§ **Exercise details**:
For the data below, restate word for word only the lines from the line containing "vec![0xff, 0xfe, 0xfd]);" through the line containing "pub fn warnings(&self)", both ends included.

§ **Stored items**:
____

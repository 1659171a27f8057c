//! Batch compilation through the public API

mod common;

use common::{capturing, project};
use std::sync::Arc;
use strata_api::{
    compile_batch, expand_sources, CompilerConfig, MemoryFileSystem, RunConfig, StrataError, TreeState,
};
use strata_log::Level;
use strata_vfs::VirtualFileSystem;

#[test]
fn test_compile_clean_project() {
    let vfs = project(&[
        ("/src/geo/Point.strata", "package geo; class Point { int x; int y; }"),
        (
            "/src/geo/Shapes.strata",
            "package geo; class Shapes { int sum(Point p) { return p.x + p.y; } }",
        ),
    ]);

    let output = compile_batch(
        vfs,
        &["/src/geo/Point.strata", "/src/geo/Shapes.strata"],
        &RunConfig::default(),
    )
    .unwrap();

    assert_eq!(output.units, 2);
    assert!(!output.has_errors());
    assert_eq!(output.results.len(), 2);
    assert!(output.trees.iter().all(|t| t.state() == TreeState::Analyzed));
}

#[test]
fn test_unit_problems_do_not_fail_the_call() {
    let vfs = project(&[("/src/A.strata", "class A { int f() { return missing; } }")]);

    let output = compile_batch(vfs, &["/src/A.strata"], &RunConfig::default()).unwrap();

    assert!(output.has_errors());
    assert_eq!(output.errors, 1);
    let (file, diagnostic) = output.diagnostics().next().unwrap();
    assert_eq!(file, "/src/A.strata");
    assert_eq!(diagnostic.message, "missing cannot be resolved to a variable");
}

#[test]
fn test_missing_source_fails_before_compiling() {
    let vfs = project(&[("/src/A.strata", "class A {}")]);

    let err = compile_batch(vfs, &["/src/A.strata", "/src/B.strata"], &RunConfig::default()).unwrap_err();

    assert!(matches!(err, StrataError::Vfs(_)));
    assert_eq!(err.stage(), "loading");
}

#[test]
fn test_sourcepath_supplies_referenced_types() {
    let vfs = project(&[
        ("/src/app/Main.strata", "package app; import lib.Util; class Main { Util u; }"),
        ("/lib/lib/Util.strata", "package lib; class Util {}"),
    ]);
    let config = RunConfig::default().with_sourcepath(["/lib"]);

    let output = compile_batch(vfs, &["/src/app/Main.strata"], &config).unwrap();

    assert!(!output.has_errors(), "{:?}", output.diagnostics().collect::<Vec<_>>());
    assert_eq!(output.units, 2);
    assert!(output.tree("/lib/lib/Util.strata").is_some());
    assert_eq!(output.results.len(), 2);
}

#[test]
fn test_without_sourcepath_reference_stays_unresolved() {
    let vfs = project(&[
        ("/src/app/Main.strata", "package app; import lib.Util; class Main { Util u; }"),
        ("/lib/lib/Util.strata", "package lib; class Util {}"),
    ]);

    let output = compile_batch(vfs, &["/src/app/Main.strata"], &RunConfig::default()).unwrap();

    assert_eq!(output.units, 1);
    assert!(output.has_errors());
}

#[test]
fn test_unreadable_sourcepath_unit_aborts() {
    let fs = MemoryFileSystem::new();
    fs.insert("/src/Main.strata", b"import Util; class Main { Util u; }".to_vec());
    fs.insert("/lib/Util.strata", vec![0xff, 0xfe, 0xfd]);
    let vfs: Arc<dyn VirtualFileSystem> = Arc::new(fs);

    let err = compile_batch(vfs, &["/src/Main.strata"], &RunConfig::default().with_sourcepath(["/lib"]))
        .unwrap_err();

    assert!(matches!(err, StrataError::Environment(_)));
    assert!(err.to_string().starts_with("Compilation aborted:"));
}

#[test]
fn test_tolerant_run_drops_broken_units() {
    let vfs = project(&[
        ("/src/Good.strata", "class Good {}"),
        ("/src/Bad.strata", "class Bad { int f( { }"),
    ]);
    let (config, ring) = capturing(RunConfig::new(CompilerConfig::tolerant()));

    let output = compile_batch(vfs, &["/src/Good.strata", "/src/Bad.strata"], &config).unwrap();

    assert_eq!(output.units, 1);
    assert!(!output.has_errors());
    assert_eq!(
        ring.messages_at(Level::Warn),
        vec!["Syntax error detected in: /src/Bad.strata".to_string()]
    );
}

#[test]
fn test_expand_directories() {
    let vfs = project(&[
        ("/src/b/B.strata", "class B {}"),
        ("/src/a/A.strata", "class A {}"),
        ("/src/notes.txt", "not a source"),
        ("/other/C.strata", "class C {}"),
    ]);

    let files = expand_sources(vfs.as_ref(), &["/src", "/other/C.strata"]).unwrap();

    let files: Vec<_> = files.iter().map(|p| p.to_string_lossy().into_owned()).collect();
    assert_eq!(files, vec!["/src/a/A.strata", "/src/b/B.strata", "/other/C.strata"]);
}
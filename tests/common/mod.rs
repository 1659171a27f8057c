//! Fixtures for end-to-end batch runs

#![allow(dead_code)]

use std::sync::Arc;
use strata_log::{Level, LogConfig, LogRingBuffer};
use strata_workspace::{compile_batch, BatchOutput, CompilerConfig, MemoryFileSystem, RunConfig};

pub struct Outcome {
    pub output: BatchOutput,
    pub ring: Arc<LogRingBuffer>,
}

impl Outcome {
    pub fn names(&self) -> Vec<&str> {
        self.output.trees.iter().map(|t| t.file_name()).collect()
    }

    pub fn emitted(&self) -> Vec<&str> {
        self.output.results.iter().map(|r| r.file_name.as_str()).collect()
    }

    pub fn warnings(&self) -> Vec<String> {
        self.ring.messages_at(Level::Warn)
    }
}

/// Compile `files` in the given submission order from an in-memory tree
pub fn run(config: CompilerConfig, files: &[(&str, &str)]) -> Outcome {
    run_with_sourcepath(config, files, &[], &[])
}

/// Like `run`, with extra files reachable only through `sourcepath`
pub fn run_with_sourcepath(
    config: CompilerConfig,
    files: &[(&str, &str)],
    library: &[(&str, &str)],
    sourcepath: &[&str],
) -> Outcome {
    let fs = MemoryFileSystem::new();
    for (path, text) in files.iter().chain(library) {
        fs.insert(path, *text);
    }
    let (logger, ring) = LogConfig::test().init();
    let ring = ring.expect("test config keeps a ring buffer");
    let run_config = RunConfig::new(config)
        .with_sourcepath(sourcepath.iter().copied())
        .with_logger(logger);

    let paths: Vec<&str> = files.iter().map(|(path, _)| *path).collect();
    let output = compile_batch(Arc::new(fs), &paths, &run_config).expect("batch run");
    Outcome { output, ring }
}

____

§ **Your solution**:
    fs.insert("/lib/Util.strata", vec![0xff, 0xfe, 0xfd]);
    let vfs: Arc<dyn VirtualFileSystem> = Arc::new(fs);

    let err = compile_batch(vfs, &["/src/Main.strata"], &RunConfig::default().with_sourcepath(["/lib"]))
        .unwrap_err();

    assert!(matches!(err, StrataError::Environment(_)));
    assert!(err.to_string().starts_with("Compilation aborted:"));
}

#[test]
fn test_tolerant_run_drops_broken_units() {
    let vfs = project(&[
        ("/src/Good.strata", "class Good {}"),
        ("/src/Bad.strata", "class Bad { int f( { }"),
    ]);
    let (config, ring) = capturing(RunConfig::new(CompilerConfig::tolerant()));

    let output = compile_batch(vfs, &["/src/Good.strata", "/src/Bad.strata"], &config).unwrap();

    assert_eq!(output.units, 1);
    assert!(!output.has_errors());
    assert_eq!(
        ring.messages_at(Level::Warn),
        vec!["Syntax error detected in: /src/Bad.strata".to_string()]
    );
}

#[test]
fn test_expand_directories() {
    let vfs = project(&[
        ("/src/b/B.strata", "class B {}"),
        ("/src/a/A.strata", "class A {}"),
        ("/src/notes.txt", "not a source"),
        ("/other/C.strata", "class C {}"),
    ]);

    let files = expand_sources(vfs.as_ref(), &["/src", "/other/C.strata"]).unwrap();

    let files: Vec<_> = files.iter().map(|p| p.to_string_lossy().into_owned()).collect();
    assert_eq!(files, vec!["/src/a/A.strata", "/src/b/B.strata", "/other/C.strata"]);
}
filename tests/common/mod.rs
repository 1659171a27f8057c
//! Fixtures for end-to-end batch runs

#![allow(dead_code)]

use std::sync::Arc;
use strata_log::{Level, LogConfig, LogRingBuffer};
use strata_workspace::{compile_batch, BatchOutput, CompilerConfig, MemoryFileSystem, RunConfig};

pub struct Outcome {
    pub output: BatchOutput,
    pub ring: Arc<LogRingBuffer>,
}

impl Outcome {
    pub fn names(&self) -> Vec<&str> {
        self.output.trees.iter().map(|t| t.file_name()).collect()
    }

    pub fn emitted(&self) -> Vec<&str> {
        self.output.results.iter().map(|r| r.file_name.as_str()).collect()
    }

    pub fn warnings(&self) -> Vec<String> {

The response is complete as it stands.